What amazes me is that in spite of everything Noah is fighting against right now – continued daily seizures and a new anti-seizure med that has temporarily taken away his ability to walk – he is still breaking down barriers to thrive. Maybe that’s what really makes Noah different. He doesn’t know defeat.

Yesterday, while Noah was finishing his dinner, his father and grandparents hovering over him with giant grins of adoration, I was in the kitchen making our dinner (way less fat than Noah’s Modified Atkins Diet for seizure control). As I whisked our cheese sauce I heard Noah say, “Ma Ma.” It was as clear as could be, with a deliberate “mmmm” sound, and a final smacking of the lips. I dropped the fork and raised my head. When I walked into the family room a second later, Noah’s grandmother was lifting him from his highchair. He had chicken on his face and his hair was slicked back from the grease of the mayo, his cowlick gone wild, rocker style. “Did you hear that?” Mike asked. I nodded, smiling. It was all so clear then. Of course Noah is different. He’ll always be music to his Mama’s ears.

The Notebook

May 4th, 2010

We keep a notebook on our hutch in the family room. It’s a green marble notebook that a hospital staffer gave me a year ago when Noah was in the PICU. On the first page is a letter I wrote to Noah the day he was shaken. I sat Indian-style on the burgundy foldout chair in Noah’s hospital room, the lights from the machines next to Noah blinking, and the pale blue light from the courtyard softly illuminating the notebook. I told Noah how much I loved him, what a joy he had been to me from the moment he came into my world. I’m not sure what I thought would come of the letter. Certainly, I didn’t think it was a good-bye, and luckily, it wasn’t.

On a Wednesday night, two days after Noah was admitted to the hospital, as my mother-in-law and I were settling down for the night, the PICU attending gave us his opinion on Noah’s condition. He told me that Noah would have a seizure disorder and that he likely would always be on medication. He would have learning problems. In a cool, calm manner, hands in and out of his pockets, he shattered my world even more. I had only just begun to wrap my mind around what had happened to Noah, had only just begun to breathe, when this doctor tossed in front of me a future I couldn’t bear to imagine.

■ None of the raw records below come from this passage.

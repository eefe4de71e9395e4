use chrono::{DateTime, Utc};
use crate::audit::ClientMeta;
use crate::error::{Error, Result};
use crate::models::{NewRecipient, Recipient, RecipientRole, RecipientStatus};
use crate::token::AccessToken;
use crate::{DocumentId, RecipientId};

impl Recipient {
    pub fn new(document_id: DocumentId, new: &NewRecipient) -> Result<Self> {
        let name = new.name.trim();
        if name.is_empty() {
            return Err(Error::Validation("recipient name must not be empty".to_string()));
        }
        let email = match new.email.trim().parse::<lettre::Address>() {
            Ok(e) => e,
            Err(_) => return Err(Error::Validation(format!("'{}' is not an email address", new.email))),
        };

        Ok(Recipient {
            id: RecipientId::new(),
            document_id,
            name: name.to_string(),
            email: email.to_string(),
            role: new.role,
            signer_type: if new.role == RecipientRole::Signer { new.signer_type } else { None },
            signing_order: new.signing_order,
            status: RecipientStatus::Pending,
            token: None,
            decline_reason: None,
            ip_address: None,
            user_agent: None,
            sent_at: None,
            viewed_at: None,
            signed_at: None,
            declined_at: None,
        })
    }

    pub fn is_signer(&self) -> bool {
        self.role == RecipientRole::Signer
    }

    /// Expiry only blocks recipients who can still act. It never changes
    /// their status.
    pub fn authenticate(&self, presented: &str, now: DateTime<Utc>) -> Result<()> {
        let token = match &self.token {
            Some(t) => t,
            None => return Err(Error::TokenInvalid),
        };
        if !token.matches(presented) {
            return Err(Error::TokenInvalid);
        }
        if (!self.is_signer() || self.status.is_active()) && token.is_expired(now) {
            return Err(Error::TokenExpired);
        }
        Ok(())
    }

    pub fn has_live_token(&self, now: DateTime<Utc>) -> bool {
        self.token.as_ref().map_or(false, |t| !t.is_expired(now))
    }

    /// Replaces the token, returning the one it supersedes.
    pub fn reissue_token(&mut self, token: AccessToken) -> Option<AccessToken> {
        self.token.replace(token)
    }

    pub fn revoke_token(&mut self) -> Option<AccessToken> {
        self.token.take()
    }

    /// For signers still waiting their turn. Status is unchanged.
    pub fn reserve_token(&mut self, token: AccessToken) -> Result<()> {
        if !self.is_signer() || self.status != RecipientStatus::Pending {
            return Err(Error::PreconditionFailed("only waiting signers hold a reserved token".to_string()));
        }
        self.token = Some(token);
        Ok(())
    }

    /// `pending → sent`, with a fresh token.
    pub fn activate(&mut self, token: AccessToken, now: DateTime<Utc>) -> Result<()> {
        if !self.is_signer() {
            return Err(Error::PreconditionFailed("only signers are activated".to_string()));
        }
        if self.status != RecipientStatus::Pending {
            return Err(Error::PreconditionFailed(format!("recipient is already {}", self.status)));
        }
        self.token = Some(token);
        self.status = RecipientStatus::Sent;
        self.sent_at = Some(now);
        Ok(())
    }

    pub fn grant_view_access(&mut self, token: AccessToken, now: DateTime<Utc>) -> Result<()> {
        if self.is_signer() {
            return Err(Error::PreconditionFailed("signers are activated, not granted view access".to_string()));
        }
        self.token = Some(token);
        self.sent_at = Some(now);
        Ok(())
    }

    /// True only on the `sent → viewed` transition.
    pub fn mark_viewed(&mut self, now: DateTime<Utc>, meta: &ClientMeta) -> Result<bool> {
        if self.is_signer() && self.status == RecipientStatus::Pending {
            return Err(Error::PreconditionFailed("recipient has not been sent the document yet".to_string()));
        }
        if self.viewed_at.is_none() {
            self.viewed_at = Some(now);
            self.record_client(meta);
        }
        if self.status == RecipientStatus::Sent {
            self.status = RecipientStatus::Viewed;
            return Ok(true);
        }
        Ok(false)
    }

    pub fn mark_signed(&mut self, complete: bool, now: DateTime<Utc>, meta: &ClientMeta) -> Result<()> {
        match self.status {
            RecipientStatus::Signed => return Err(Error::AlreadySigned),
            RecipientStatus::Viewed => {}
            RecipientStatus::Sent => {
                return Err(Error::PreconditionFailed("recipient must view the document before signing".to_string()))
            }
            RecipientStatus::Pending if self.is_signer() => {
                return Err(Error::PreconditionFailed("recipient has not been sent the document yet".to_string()))
            }
            RecipientStatus::Pending => {
                return Err(Error::PreconditionFailed("only signers can sign".to_string()))
            }
            RecipientStatus::Declined => {
                return Err(Error::PreconditionFailed("recipient has declined".to_string()))
            }
        }
        if !complete {
            return Err(Error::PreconditionFailed("required fields are not filled".to_string()));
        }
        self.status = RecipientStatus::Signed;
        self.signed_at = Some(now);
        self.record_client(meta);
        Ok(())
    }

    pub fn mark_declined(&mut self, reason: &str, now: DateTime<Utc>, meta: &ClientMeta) -> Result<()> {
        if !self.is_signer() {
            return Err(Error::PreconditionFailed("only signers can decline".to_string()));
        }
        if !self.status.is_active() {
            return Err(Error::PreconditionFailed(format!("a {} recipient can't decline", self.status)));
        }
        let reason = reason.trim();
        if reason.is_empty() {
            return Err(Error::Validation("a reason is required to decline".to_string()));
        }
        self.status = RecipientStatus::Declined;
        self.decline_reason = Some(reason.to_string());
        self.declined_at = Some(now);
        self.record_client(meta);
        Ok(())
    }

    fn record_client(&mut self, meta: &ClientMeta) {
        self.ip_address = Some(meta.ip.to_string());
        self.user_agent = Some(meta.user_agent.clone());
    }
}

#[cfg(test)]
mod tests {
    use super::*;
    use chrono::Duration;

    fn meta() -> ClientMeta {
        ClientMeta::new("203.0.113.7".parse().unwrap(), "Mozilla/5.0")
    }

    fn new_recipient(role: RecipientRole) -> Recipient {
        Recipient::new(
            DocumentId::new(),
            &NewRecipient {
                name: " Alice Buyer ".to_string(),
                email: "alice@example.com".to_string(),
                role,
                signer_type: None,
                signing_order: 1,
            },
        )
        .unwrap()
    }

    #[test]
    fn new_validates_email_and_name() {
        let doc = DocumentId::new();
        let bad = NewRecipient {
            name: "Bob".to_string(),
            email: "not-an-email".to_string(),
            role: RecipientRole::Signer,
            signer_type: None,
            signing_order: 0,
        };
        assert!(matches!(Recipient::new(doc, &bad), Err(Error::Validation(_))));
        assert_eq!(new_recipient(RecipientRole::Signer).name, "Alice Buyer");
    }

    #[test]
    fn full_signer_path() {
        let now = Utc::now();
        let mut r = new_recipient(RecipientRole::Signer);
        let token = AccessToken::generate(now, Duration::days(1));
        let key = token.value.clone();
        r.activate(token, now).unwrap();
        assert_eq!(r.status, RecipientStatus::Sent);
        r.authenticate(&key, now).unwrap();

        assert!(matches!(r.mark_signed(true, now, &meta()), Err(Error::PreconditionFailed(_))));
        assert!(r.mark_viewed(now, &meta()).unwrap());
        assert!(!r.mark_viewed(now + Duration::minutes(5), &meta()).unwrap());
        assert_eq!(r.viewed_at, Some(now));

        assert!(matches!(r.mark_signed(false, now, &meta()), Err(Error::PreconditionFailed(_))));
        r.mark_signed(true, now, &meta()).unwrap();
        assert_eq!(r.status, RecipientStatus::Signed);
        assert_eq!(r.ip_address.as_deref(), Some("203.0.113.7"));
        assert!(matches!(r.mark_signed(true, now, &meta()), Err(Error::AlreadySigned)));
    }

    #[test]
    fn expired_token_blocks_active_signer_only() {
        let now = Utc::now();
        let mut r = new_recipient(RecipientRole::Signer);
        let token = AccessToken::generate(now, Duration::hours(1));
        let key = token.value.clone();
        r.activate(token, now).unwrap();
        let later = now + Duration::hours(2);
        assert!(matches!(r.authenticate(&key, later), Err(Error::TokenExpired)));
        assert_eq!(r.status, RecipientStatus::Sent);

        r.status = RecipientStatus::Signed;
        assert!(r.authenticate(&key, later).is_ok());
        assert!(matches!(r.authenticate("wrong", now), Err(Error::TokenInvalid)));
    }

    #[test]
    fn revoked_token_is_invalid() {
        let now = Utc::now();
        let mut r = new_recipient(RecipientRole::Signer);
        let token = AccessToken::generate(now, Duration::hours(1));
        let key = token.value.clone();
        r.activate(token, now).unwrap();
        assert!(r.revoke_token().is_some());
        assert!(matches!(r.authenticate(&key, now), Err(Error::TokenInvalid)));
        assert!(!r.has_live_token(now));
    }

    #[test]
    fn decline_needs_reason_and_active_status() {
        let now = Utc::now();
        let mut r = new_recipient(RecipientRole::Signer);
        assert!(matches!(r.mark_declined("no", now, &meta()), Err(Error::PreconditionFailed(_))));
        r.activate(AccessToken::generate(now, Duration::hours(1)), now).unwrap();
        assert!(matches!(r.mark_declined("  ", now, &meta()), Err(Error::Validation(_))));
        r.mark_declined("price changed", now, &meta()).unwrap();
        assert_eq!(r.status, RecipientStatus::Declined);
        assert_eq!(r.decline_reason.as_deref(), Some("price changed"));
    }

    #[test]
    fn cc_never_moves_through_signer_states() {
        let now = Utc::now();
        let mut cc = new_recipient(RecipientRole::Cc);
        assert!(cc.activate(AccessToken::generate(now, Duration::hours(1)), now).is_err());
        cc.grant_view_access(AccessToken::generate(now, Duration::hours(1)), now).unwrap();
        assert!(!cc.mark_viewed(now, &meta()).unwrap());
        assert_eq!(cc.status, RecipientStatus::Pending);
        assert_eq!(cc.viewed_at, Some(now));
        assert!(matches!(cc.mark_signed(true, now, &meta()), Err(Error::PreconditionFailed(_))));
        assert!(matches!(cc.mark_declined("x", now, &meta()), Err(Error::PreconditionFailed(_))));
    }

    #[test]
    fn reserved_token_authenticates_without_activating() {
        let now = Utc::now();
        let mut r = new_recipient(RecipientRole::Signer);
        let token = AccessToken::generate(now, Duration::hours(1));
        let key = token.value.clone();
        r.reserve_token(token).unwrap();
        assert_eq!(r.status, RecipientStatus::Pending);
        r.authenticate(&key, now).unwrap();
        assert!(matches!(r.authenticate("forged", now), Err(Error::TokenInvalid)));

        r.activate(AccessToken::generate(now, Duration::hours(1)), now).unwrap();
        assert!(matches!(r.authenticate(&key, now), Err(Error::TokenInvalid)));
        assert!(r.reserve_token(AccessToken::generate(now, Duration::hours(1))).is_err());
    }

    #[test]
    fn reissue_returns_previous_token() {
        let now = Utc::now();
        let mut r = new_recipient(RecipientRole::Signer);
        let first = AccessToken::generate(now, Duration::hours(1));
        r.activate(first.clone(), now).unwrap();
        let old = r.reissue_token(AccessToken::generate(now, Duration::hours(2))).unwrap();
        assert_eq!(old, first);
        assert_eq!(r.status, RecipientStatus::Sent);
    }
}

I quietly walked into the hallway and called Mike. “He’s saying too much,” I managed. Mike, who had gone home to get a shower, was struggling to understand what I was talking about. I wasn’t crying, yet I could barely speak. “The doctor,” I said. “He’s saying too much.” Mike asked me to hand the phone to the doctor, which I did. After reprimanding him, Mike told him to leave the room, to leave us alone. We asked the hospital to restrict him from coming near us again. I hated him. I couldn’t pass him in the hall without wanting to crawl out of my own skin.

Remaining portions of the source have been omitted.